### DATASET EXCERPTS
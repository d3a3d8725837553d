//! Element, attribute and document types of the parsed tree.
//!
//! The loader builds these once; the emitter only reads them. Text content is
//! not part of the model since WSL has no place for it.

use std::rc::Rc;

use super::namespace::{ExpandedName, XMLNS_NAMESPACE};

/// A single attribute of an element, in document order.
#[derive(Debug, Clone, PartialEq, Eq)]
pub struct XmlAttribute {
    name: ExpandedName,
    value: String,
    namespace_declaration: bool,
}

impl XmlAttribute {
    /// Creates an ordinary (non-declaration) attribute.
    pub fn new(name: ExpandedName, value: impl Into<String>) -> Self {
        XmlAttribute {
            name,
            value: value.into(),
            namespace_declaration: false,
        }
    }

    /// Creates a namespace declaration.
    ///
    /// `None` declares the default namespace (`xmlns="uri"`), `Some(prefix)`
    /// binds a prefix (`xmlns:prefix="uri"`).
    pub fn declaration(prefix: Option<&str>, uri: impl Into<String>) -> Self {
        let name = match prefix {
            Some(prefix) => ExpandedName::new(XMLNS_NAMESPACE, prefix),
            None => ExpandedName::no_namespace("xmlns"),
        };
        XmlAttribute {
            name,
            value: uri.into(),
            namespace_declaration: true,
        }
    }

    /// Returns the expanded name.
    pub fn name(&self) -> &ExpandedName {
        &self.name
    }

    /// Returns the (unescaped) value.
    pub fn value(&self) -> &str {
        &self.value
    }

    /// Returns true if this attribute binds a namespace.
    pub fn is_namespace_declaration(&self) -> bool {
        self.namespace_declaration
    }

    /// Returns the prefix declared by this attribute.
    ///
    /// `Some(None)` for the default declaration, `Some(Some(prefix))` for a
    /// prefixed one and `None` for ordinary attributes.
    pub fn declared_prefix(&self) -> Option<Option<&str>> {
        if !self.namespace_declaration {
            None
        } else if self.name.namespace_uri.is_empty() {
            Some(None)
        } else {
            Some(Some(self.name.local_name.as_str()))
        }
    }
}

/// An XML element with its attributes and child elements.
#[derive(Debug, Clone, PartialEq, Eq)]
pub struct XmlElement {
    name: ExpandedName,
    attributes: Vec<XmlAttribute>,
    children: Vec<XmlElement>,
}

impl XmlElement {
    /// Creates an element with no attributes and no children.
    pub fn new(name: ExpandedName) -> Self {
        XmlElement {
            name,
            attributes: Vec::new(),
            children: Vec::new(),
        }
    }

    /// Creates an element with the given attributes.
    pub fn with_attributes(name: ExpandedName, attributes: Vec<XmlAttribute>) -> Self {
        XmlElement {
            name,
            attributes,
            children: Vec::new(),
        }
    }

    /// Returns the expanded name.
    pub fn name(&self) -> &ExpandedName {
        &self.name
    }

    /// Returns all attributes, declarations included, in document order.
    pub fn attributes(&self) -> &[XmlAttribute] {
        &self.attributes
    }

    /// Returns the namespace declarations made on this element.
    pub fn declarations(&self) -> impl Iterator<Item = &XmlAttribute> {
        self.attributes
            .iter()
            .filter(|attr| attr.is_namespace_declaration())
    }

    /// Returns the attributes that are not namespace declarations.
    pub fn plain_attributes(&self) -> impl Iterator<Item = &XmlAttribute> {
        self.attributes
            .iter()
            .filter(|attr| !attr.is_namespace_declaration())
    }

    /// Returns the child elements.
    pub fn children(&self) -> &[XmlElement] {
        &self.children
    }

    /// Appends a child element.
    pub fn add_child(&mut self, child: XmlElement) {
        self.children.push(child);
    }

    /// Appends an attribute.
    pub fn add_attribute(&mut self, attribute: XmlAttribute) {
        self.attributes.push(attribute);
    }

    /// Returns the default namespace declared locally on this element.
    pub fn default_namespace(&self) -> Option<&str> {
        self.declarations()
            .find(|attr| attr.declared_prefix() == Some(None))
            .map(XmlAttribute::value)
    }

    /// Number of elements in this subtree, this one included.
    pub fn element_count(&self) -> usize {
        1 + self
            .children
            .iter()
            .map(XmlElement::element_count)
            .sum::<usize>()
    }

    /// Number of attributes in this subtree, declarations included.
    pub fn attribute_count(&self) -> usize {
        self.attributes.len()
            + self
                .children
                .iter()
                .map(XmlElement::attribute_count)
                .sum::<usize>()
    }
}

/// A parsed document: zero or more root-level elements.
#[derive(Debug, Clone, Default, PartialEq, Eq)]
pub struct XmlDocument {
    roots: Vec<XmlElement>,
}

impl XmlDocument {
    /// Creates a document from its root-level elements.
    pub fn new(roots: Vec<XmlElement>) -> Self {
        XmlDocument { roots }
    }

    /// Returns the root-level elements.
    pub fn roots(&self) -> &[XmlElement] {
        &self.roots
    }

    /// Returns the first root element, if any.
    pub fn root(&self) -> Option<&XmlElement> {
        self.roots.first()
    }

    /// The document's default namespace: the default declared on the first
    /// root, or the empty namespace.
    pub fn default_namespace(&self) -> Rc<str> {
        self.root()
            .and_then(XmlElement::default_namespace)
            .map(Rc::from)
            .unwrap_or_else(|| Rc::from(""))
    }

    /// Total number of elements.
    pub fn element_count(&self) -> usize {
        self.roots.iter().map(XmlElement::element_count).sum()
    }

    /// Total number of attributes, declarations included.
    pub fn attribute_count(&self) -> usize {
        self.roots.iter().map(XmlElement::attribute_count).sum()
    }
}

#[cfg(test)]
mod tests {
    use super::*;

    fn element(local: &str) -> XmlElement {
        XmlElement::new(ExpandedName::no_namespace(local))
    }

    #[test]
    fn test_declaration_prefixes() {
        let default = XmlAttribute::declaration(None, "urn:x");
        let prefixed = XmlAttribute::declaration(Some("ns"), "urn:y");
        let plain = XmlAttribute::new(ExpandedName::no_namespace("id"), "1");

        assert_eq!(default.declared_prefix(), Some(None));
        assert_eq!(prefixed.declared_prefix(), Some(Some("ns")));
        assert_eq!(plain.declared_prefix(), None);
        assert_eq!(default.name().local_name, "xmlns");
        assert_eq!(prefixed.name().namespace_uri.as_ref(), XMLNS_NAMESPACE);
    }

    #[test]
    fn test_attribute_partition_keeps_order() {
        let el = XmlElement::with_attributes(
            ExpandedName::no_namespace("root"),
            vec![
                XmlAttribute::new(ExpandedName::no_namespace("b"), "2"),
                XmlAttribute::declaration(Some("p"), "urn:p"),
                XmlAttribute::new(ExpandedName::no_namespace("a"), "1"),
                XmlAttribute::declaration(None, "urn:d"),
            ],
        );

        let decls: Vec<_> = el.declarations().map(|a| a.value()).collect();
        let plain: Vec<_> = el.plain_attributes().map(|a| a.value()).collect();
        assert_eq!(decls, vec!["urn:p", "urn:d"]);
        assert_eq!(plain, vec!["2", "1"]);
        assert_eq!(el.default_namespace(), Some("urn:d"));
    }

    #[test]
    fn test_counts() {
        let mut root = element("root");
        let mut child = element("child");
        child.add_attribute(XmlAttribute::new(ExpandedName::no_namespace("x"), "1"));
        child.add_child(element("leaf"));
        root.add_child(child);
        root.add_child(element("other"));

        let doc = XmlDocument::new(vec![root, element("second")]);
        assert_eq!(doc.element_count(), 5);
        assert_eq!(doc.attribute_count(), 1);
    }

    #[test]
    fn test_document_default_namespace() {
        assert_eq!(XmlDocument::default().default_namespace().as_ref(), "");

        let root = XmlElement::with_attributes(
            ExpandedName::new("urn:x", "root"),
            vec![XmlAttribute::declaration(None, "urn:x")],
        );
        let doc = XmlDocument::new(vec![root]);
        assert_eq!(doc.default_namespace().as_ref(), "urn:x");
    }
}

### WHAT THE TASK REQUIRES
Each line that mentions the string "Iterator" must be copied from the listing.

### ANSWER SPACE
    pub fn declarations(&self) -> impl Iterator<Item = &XmlAttribute> {
    pub fn plain_attributes(&self) -> impl Iterator<Item = &XmlAttribute> {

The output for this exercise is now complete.